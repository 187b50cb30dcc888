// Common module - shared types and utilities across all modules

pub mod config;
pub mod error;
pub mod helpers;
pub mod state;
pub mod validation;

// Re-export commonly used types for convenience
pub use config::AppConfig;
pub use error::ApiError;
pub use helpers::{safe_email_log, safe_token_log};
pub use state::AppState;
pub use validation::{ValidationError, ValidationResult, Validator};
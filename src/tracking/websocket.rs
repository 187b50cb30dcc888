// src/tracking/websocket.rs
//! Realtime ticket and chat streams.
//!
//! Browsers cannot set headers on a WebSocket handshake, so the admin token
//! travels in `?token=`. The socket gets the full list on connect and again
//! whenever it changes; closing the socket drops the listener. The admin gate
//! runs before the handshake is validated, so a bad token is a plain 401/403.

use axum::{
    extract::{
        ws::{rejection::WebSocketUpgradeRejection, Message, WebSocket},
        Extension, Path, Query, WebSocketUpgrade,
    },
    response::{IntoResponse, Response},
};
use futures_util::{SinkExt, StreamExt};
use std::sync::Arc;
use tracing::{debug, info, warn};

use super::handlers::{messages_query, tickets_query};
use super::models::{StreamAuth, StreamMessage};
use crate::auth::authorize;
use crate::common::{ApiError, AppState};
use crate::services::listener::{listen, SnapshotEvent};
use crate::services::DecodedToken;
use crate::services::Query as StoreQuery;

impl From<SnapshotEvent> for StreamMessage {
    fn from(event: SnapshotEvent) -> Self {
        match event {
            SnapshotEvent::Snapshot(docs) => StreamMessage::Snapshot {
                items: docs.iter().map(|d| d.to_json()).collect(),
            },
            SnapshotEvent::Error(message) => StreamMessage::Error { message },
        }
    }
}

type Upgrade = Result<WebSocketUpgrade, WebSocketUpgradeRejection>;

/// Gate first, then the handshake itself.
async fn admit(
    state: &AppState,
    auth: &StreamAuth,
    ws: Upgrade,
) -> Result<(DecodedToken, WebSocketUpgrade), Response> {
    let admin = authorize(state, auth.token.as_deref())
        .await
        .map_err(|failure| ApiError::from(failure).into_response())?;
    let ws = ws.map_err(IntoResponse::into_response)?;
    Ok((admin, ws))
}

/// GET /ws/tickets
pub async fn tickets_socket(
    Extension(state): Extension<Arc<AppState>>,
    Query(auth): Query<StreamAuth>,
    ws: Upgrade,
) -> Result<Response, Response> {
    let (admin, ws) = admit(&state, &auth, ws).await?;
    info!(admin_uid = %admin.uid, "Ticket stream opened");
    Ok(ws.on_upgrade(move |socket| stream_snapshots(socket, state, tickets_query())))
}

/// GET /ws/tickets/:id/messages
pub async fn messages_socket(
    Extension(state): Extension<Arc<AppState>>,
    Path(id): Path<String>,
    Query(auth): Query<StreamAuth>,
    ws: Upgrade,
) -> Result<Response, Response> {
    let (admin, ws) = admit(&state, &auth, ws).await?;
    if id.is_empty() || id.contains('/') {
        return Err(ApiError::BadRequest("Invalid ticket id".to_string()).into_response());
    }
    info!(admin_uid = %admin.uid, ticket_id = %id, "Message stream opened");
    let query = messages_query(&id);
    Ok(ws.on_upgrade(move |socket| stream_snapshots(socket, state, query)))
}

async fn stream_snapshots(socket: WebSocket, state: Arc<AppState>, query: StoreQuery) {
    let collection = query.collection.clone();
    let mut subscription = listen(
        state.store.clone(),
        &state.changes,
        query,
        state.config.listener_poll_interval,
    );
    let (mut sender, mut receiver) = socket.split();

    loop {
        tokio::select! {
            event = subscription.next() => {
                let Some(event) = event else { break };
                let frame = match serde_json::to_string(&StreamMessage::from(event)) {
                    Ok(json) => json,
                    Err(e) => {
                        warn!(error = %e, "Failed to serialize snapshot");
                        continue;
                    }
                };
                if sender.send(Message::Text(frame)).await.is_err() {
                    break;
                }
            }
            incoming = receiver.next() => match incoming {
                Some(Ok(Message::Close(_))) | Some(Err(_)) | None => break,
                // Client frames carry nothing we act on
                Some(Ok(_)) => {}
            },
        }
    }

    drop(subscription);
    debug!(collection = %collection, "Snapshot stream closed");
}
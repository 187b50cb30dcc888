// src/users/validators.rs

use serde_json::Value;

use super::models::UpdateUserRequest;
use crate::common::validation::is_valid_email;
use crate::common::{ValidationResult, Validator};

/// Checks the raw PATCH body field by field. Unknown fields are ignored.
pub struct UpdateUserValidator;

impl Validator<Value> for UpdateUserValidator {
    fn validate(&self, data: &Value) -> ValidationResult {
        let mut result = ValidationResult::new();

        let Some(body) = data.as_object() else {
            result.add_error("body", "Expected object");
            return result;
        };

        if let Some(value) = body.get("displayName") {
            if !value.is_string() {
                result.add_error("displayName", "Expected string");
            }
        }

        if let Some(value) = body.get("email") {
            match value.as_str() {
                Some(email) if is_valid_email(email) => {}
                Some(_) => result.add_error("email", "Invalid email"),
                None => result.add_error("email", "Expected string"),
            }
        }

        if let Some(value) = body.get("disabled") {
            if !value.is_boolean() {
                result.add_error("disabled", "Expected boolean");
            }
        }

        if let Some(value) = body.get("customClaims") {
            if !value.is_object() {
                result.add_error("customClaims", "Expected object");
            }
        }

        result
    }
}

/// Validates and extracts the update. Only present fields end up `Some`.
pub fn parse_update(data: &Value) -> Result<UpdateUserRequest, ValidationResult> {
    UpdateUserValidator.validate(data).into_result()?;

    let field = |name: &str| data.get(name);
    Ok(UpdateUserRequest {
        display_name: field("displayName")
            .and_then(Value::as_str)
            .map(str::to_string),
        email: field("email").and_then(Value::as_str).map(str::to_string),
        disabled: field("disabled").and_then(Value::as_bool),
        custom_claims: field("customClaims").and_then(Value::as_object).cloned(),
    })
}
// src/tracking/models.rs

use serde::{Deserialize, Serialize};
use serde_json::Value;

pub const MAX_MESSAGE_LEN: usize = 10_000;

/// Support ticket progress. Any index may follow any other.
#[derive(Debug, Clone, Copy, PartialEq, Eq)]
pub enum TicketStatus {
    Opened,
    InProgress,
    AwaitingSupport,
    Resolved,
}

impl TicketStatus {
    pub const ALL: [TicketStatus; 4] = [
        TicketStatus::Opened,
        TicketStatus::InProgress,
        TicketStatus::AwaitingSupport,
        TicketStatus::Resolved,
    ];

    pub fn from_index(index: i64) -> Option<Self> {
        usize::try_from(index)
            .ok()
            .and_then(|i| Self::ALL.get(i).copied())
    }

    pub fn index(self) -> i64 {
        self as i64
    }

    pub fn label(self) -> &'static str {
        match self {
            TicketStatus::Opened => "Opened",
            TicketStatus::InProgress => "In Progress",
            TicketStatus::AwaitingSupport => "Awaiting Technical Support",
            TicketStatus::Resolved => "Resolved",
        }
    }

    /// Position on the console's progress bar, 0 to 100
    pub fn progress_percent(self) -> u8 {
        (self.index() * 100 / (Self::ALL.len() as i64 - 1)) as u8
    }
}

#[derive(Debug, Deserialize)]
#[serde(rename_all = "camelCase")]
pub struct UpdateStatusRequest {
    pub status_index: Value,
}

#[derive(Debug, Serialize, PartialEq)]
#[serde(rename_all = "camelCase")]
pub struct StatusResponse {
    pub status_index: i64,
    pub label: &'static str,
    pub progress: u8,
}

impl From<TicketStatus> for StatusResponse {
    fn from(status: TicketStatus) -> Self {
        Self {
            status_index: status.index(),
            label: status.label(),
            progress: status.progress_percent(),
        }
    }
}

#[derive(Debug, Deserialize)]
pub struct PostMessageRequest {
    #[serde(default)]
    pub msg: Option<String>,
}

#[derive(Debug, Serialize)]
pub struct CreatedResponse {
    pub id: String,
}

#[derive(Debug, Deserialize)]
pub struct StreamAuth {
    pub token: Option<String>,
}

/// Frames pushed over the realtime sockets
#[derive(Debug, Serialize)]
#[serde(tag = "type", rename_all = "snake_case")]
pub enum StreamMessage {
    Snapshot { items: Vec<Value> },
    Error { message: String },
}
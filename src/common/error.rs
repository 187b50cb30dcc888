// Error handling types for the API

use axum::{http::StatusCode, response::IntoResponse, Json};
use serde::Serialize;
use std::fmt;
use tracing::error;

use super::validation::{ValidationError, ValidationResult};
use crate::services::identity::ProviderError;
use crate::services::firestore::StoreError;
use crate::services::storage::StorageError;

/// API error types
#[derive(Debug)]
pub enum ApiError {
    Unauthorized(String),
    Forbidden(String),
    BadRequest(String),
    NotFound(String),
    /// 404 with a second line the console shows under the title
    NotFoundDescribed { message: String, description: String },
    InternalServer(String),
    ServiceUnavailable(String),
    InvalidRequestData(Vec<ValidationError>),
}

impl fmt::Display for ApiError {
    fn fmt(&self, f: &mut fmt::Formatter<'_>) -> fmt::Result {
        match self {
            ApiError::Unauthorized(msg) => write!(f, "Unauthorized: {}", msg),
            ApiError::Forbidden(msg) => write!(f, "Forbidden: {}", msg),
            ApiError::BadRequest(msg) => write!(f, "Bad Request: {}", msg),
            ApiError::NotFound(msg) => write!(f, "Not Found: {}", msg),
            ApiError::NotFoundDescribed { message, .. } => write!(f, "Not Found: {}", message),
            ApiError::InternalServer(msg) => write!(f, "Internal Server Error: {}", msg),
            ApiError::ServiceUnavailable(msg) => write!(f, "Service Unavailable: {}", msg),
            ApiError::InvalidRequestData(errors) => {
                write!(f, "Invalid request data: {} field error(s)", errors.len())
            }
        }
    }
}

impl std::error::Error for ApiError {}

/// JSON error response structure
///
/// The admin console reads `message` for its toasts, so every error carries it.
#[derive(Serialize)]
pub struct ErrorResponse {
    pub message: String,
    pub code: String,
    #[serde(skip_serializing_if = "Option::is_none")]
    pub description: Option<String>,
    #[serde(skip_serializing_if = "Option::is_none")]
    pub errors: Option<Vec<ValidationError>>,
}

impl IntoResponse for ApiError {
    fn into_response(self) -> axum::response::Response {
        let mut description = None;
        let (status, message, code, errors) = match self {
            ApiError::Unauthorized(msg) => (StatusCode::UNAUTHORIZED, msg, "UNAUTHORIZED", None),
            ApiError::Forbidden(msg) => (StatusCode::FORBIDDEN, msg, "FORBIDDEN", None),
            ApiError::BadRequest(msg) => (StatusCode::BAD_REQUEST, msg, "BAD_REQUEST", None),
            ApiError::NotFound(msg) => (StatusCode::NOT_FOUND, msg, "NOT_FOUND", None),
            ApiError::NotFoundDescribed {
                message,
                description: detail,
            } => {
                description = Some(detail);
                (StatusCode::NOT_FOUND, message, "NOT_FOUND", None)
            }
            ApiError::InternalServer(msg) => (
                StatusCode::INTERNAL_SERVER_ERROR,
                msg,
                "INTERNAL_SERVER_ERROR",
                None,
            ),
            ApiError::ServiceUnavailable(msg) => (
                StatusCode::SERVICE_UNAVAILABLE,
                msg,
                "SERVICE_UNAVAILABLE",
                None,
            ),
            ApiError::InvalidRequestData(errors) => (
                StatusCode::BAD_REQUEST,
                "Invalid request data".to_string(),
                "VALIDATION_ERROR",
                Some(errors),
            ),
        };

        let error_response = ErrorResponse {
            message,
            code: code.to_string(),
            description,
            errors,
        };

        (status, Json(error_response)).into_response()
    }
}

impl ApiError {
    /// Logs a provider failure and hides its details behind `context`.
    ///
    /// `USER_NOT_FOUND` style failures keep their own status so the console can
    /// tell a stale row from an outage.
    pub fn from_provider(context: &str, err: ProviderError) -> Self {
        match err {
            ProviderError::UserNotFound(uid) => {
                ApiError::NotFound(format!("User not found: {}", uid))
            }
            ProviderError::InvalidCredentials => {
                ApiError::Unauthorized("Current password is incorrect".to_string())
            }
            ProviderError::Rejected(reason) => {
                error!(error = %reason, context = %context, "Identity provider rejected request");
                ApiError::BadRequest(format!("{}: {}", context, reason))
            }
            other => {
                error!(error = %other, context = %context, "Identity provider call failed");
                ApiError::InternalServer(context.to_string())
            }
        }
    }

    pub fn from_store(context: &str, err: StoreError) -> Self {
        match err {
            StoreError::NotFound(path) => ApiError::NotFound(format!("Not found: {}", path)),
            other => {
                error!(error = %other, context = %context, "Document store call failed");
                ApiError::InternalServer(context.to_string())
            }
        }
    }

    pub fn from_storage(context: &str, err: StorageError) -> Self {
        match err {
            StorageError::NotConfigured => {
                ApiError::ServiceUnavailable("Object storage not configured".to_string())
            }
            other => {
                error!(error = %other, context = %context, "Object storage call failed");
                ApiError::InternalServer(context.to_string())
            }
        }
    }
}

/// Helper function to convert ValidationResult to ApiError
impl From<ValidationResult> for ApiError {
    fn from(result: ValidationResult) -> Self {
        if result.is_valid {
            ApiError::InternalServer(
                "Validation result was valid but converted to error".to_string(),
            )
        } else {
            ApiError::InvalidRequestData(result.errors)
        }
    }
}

▬▬▬▬▬▬

= Task goal =
Spot the lines above that mention "return" and copy them.

= Result of the task =
        return Err(ApiError::BadRequest("Invalid ticket id".to_string()).into_response());
            return result;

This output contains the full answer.